- **Records to use**:
#####
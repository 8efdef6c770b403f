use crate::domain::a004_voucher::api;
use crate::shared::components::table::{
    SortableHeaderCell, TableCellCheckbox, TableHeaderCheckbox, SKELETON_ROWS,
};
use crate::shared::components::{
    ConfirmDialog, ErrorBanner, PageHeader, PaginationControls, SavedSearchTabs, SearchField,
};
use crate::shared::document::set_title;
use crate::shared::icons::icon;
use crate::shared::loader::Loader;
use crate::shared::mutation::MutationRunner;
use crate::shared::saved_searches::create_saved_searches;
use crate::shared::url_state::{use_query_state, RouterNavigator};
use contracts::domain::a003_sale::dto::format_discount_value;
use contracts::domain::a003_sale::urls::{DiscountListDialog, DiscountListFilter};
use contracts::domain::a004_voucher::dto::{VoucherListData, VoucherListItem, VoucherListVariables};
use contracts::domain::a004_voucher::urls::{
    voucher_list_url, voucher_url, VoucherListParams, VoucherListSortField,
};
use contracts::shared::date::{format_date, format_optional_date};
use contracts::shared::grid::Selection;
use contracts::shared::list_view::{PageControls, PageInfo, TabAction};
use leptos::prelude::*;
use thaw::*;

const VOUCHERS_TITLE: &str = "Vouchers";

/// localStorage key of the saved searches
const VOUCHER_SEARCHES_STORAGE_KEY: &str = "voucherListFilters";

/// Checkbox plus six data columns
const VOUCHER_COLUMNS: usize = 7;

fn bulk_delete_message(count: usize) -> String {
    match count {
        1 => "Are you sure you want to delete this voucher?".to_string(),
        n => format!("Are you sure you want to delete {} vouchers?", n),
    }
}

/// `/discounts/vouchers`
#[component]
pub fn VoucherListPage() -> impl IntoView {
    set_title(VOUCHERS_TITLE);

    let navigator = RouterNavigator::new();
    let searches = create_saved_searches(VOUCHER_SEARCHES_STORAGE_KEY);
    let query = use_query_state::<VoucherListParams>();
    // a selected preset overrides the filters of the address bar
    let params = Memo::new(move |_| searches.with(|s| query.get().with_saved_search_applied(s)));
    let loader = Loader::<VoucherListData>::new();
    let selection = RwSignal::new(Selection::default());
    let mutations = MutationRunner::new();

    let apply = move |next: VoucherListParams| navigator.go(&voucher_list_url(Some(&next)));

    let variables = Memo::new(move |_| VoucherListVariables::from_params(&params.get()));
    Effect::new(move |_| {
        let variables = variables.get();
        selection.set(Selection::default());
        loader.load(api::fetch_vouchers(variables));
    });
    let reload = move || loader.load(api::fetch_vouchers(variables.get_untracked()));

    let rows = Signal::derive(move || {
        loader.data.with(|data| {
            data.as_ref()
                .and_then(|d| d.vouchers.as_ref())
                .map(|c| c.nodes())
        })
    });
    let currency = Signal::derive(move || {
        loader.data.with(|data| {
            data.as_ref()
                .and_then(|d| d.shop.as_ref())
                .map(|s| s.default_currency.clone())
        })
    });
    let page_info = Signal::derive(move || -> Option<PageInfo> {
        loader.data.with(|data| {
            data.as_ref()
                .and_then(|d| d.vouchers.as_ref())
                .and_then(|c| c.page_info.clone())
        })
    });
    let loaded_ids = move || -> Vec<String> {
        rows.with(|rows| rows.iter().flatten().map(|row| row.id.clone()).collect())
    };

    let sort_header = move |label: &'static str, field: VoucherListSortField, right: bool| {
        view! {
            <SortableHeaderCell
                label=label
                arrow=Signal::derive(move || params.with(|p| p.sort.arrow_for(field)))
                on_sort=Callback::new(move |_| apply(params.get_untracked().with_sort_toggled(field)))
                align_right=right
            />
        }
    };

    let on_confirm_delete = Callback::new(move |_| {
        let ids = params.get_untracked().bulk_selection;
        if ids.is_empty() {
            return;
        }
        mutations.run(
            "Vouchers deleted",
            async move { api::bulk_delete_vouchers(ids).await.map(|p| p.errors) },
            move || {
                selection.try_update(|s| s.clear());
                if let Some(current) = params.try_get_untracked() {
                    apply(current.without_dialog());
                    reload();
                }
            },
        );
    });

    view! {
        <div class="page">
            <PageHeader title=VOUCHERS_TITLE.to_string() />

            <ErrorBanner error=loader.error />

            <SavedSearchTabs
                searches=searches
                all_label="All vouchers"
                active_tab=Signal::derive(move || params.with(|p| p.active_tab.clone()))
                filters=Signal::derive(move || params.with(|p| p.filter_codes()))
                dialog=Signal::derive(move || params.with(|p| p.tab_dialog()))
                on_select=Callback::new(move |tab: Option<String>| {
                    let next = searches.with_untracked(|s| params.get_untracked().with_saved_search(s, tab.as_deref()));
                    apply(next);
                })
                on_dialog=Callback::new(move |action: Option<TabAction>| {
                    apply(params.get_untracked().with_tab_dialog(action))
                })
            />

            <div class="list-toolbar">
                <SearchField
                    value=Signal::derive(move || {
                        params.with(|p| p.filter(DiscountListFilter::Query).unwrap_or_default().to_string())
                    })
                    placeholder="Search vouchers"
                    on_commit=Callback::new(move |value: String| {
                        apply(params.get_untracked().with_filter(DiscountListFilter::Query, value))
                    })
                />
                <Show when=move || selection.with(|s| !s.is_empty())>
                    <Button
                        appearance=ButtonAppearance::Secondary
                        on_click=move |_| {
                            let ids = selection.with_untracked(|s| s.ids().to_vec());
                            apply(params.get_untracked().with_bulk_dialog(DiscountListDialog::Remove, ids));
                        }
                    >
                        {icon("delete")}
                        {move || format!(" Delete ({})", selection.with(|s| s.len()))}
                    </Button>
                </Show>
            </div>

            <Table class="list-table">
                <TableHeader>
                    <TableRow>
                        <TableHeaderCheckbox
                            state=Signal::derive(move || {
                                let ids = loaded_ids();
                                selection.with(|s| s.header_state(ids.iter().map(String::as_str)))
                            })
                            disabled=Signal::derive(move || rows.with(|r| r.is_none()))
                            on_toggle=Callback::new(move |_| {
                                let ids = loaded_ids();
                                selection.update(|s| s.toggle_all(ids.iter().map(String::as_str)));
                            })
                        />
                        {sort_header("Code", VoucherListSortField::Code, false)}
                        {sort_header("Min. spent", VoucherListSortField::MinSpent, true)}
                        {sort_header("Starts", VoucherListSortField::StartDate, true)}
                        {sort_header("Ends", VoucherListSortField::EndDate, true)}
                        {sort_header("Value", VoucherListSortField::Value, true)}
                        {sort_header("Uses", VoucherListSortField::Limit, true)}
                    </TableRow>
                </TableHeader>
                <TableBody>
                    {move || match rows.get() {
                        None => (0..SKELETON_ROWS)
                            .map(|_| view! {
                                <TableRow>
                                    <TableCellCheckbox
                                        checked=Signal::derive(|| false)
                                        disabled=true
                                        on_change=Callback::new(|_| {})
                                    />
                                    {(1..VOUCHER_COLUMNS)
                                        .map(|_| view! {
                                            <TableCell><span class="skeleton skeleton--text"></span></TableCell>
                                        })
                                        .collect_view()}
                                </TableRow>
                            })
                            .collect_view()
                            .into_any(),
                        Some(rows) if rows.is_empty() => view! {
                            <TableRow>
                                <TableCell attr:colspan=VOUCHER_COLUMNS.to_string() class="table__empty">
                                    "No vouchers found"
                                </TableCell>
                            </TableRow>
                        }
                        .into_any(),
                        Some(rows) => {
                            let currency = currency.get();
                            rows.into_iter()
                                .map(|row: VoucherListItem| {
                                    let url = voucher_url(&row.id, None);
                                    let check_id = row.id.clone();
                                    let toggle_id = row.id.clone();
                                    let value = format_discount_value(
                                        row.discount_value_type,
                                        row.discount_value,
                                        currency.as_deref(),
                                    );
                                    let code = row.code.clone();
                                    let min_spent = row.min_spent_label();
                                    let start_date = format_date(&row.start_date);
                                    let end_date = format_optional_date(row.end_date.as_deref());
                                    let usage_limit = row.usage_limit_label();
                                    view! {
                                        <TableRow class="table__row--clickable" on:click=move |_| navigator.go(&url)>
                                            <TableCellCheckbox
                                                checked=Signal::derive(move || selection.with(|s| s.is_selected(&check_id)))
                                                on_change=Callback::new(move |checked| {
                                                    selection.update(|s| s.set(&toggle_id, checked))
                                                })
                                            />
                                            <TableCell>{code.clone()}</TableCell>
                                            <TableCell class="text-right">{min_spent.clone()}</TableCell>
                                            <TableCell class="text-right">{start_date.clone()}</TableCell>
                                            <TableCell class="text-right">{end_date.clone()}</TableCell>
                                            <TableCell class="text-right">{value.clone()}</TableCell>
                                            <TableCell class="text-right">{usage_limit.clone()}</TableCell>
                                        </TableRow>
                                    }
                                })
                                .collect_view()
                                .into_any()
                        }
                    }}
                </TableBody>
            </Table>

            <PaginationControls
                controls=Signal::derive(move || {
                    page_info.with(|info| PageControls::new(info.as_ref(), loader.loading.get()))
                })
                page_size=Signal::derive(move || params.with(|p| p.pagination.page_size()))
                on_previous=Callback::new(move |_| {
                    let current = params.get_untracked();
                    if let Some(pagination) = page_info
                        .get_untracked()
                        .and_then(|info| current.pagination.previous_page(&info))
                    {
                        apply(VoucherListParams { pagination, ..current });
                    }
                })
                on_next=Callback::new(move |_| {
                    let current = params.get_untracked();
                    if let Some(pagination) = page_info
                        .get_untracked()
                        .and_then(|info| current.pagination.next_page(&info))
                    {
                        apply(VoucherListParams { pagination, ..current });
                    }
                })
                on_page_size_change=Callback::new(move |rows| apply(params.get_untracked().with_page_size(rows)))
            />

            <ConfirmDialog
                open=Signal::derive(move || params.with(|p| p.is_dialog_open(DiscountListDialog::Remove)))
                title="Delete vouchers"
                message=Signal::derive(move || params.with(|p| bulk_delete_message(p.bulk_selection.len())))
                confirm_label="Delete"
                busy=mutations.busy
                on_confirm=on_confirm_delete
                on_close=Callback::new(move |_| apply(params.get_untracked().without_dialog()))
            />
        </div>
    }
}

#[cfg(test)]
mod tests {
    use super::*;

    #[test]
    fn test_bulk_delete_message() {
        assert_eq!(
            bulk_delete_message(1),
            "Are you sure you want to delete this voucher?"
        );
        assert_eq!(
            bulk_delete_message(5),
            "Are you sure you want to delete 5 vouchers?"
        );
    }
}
#####
- **Exercise goal**:
Whenever a line in the data holds "SavedSearchTabs", copy that line.

- **Response**:
    ConfirmDialog, ErrorBanner, PageHeader, PaginationControls, SavedSearchTabs, SearchField,
            <SavedSearchTabs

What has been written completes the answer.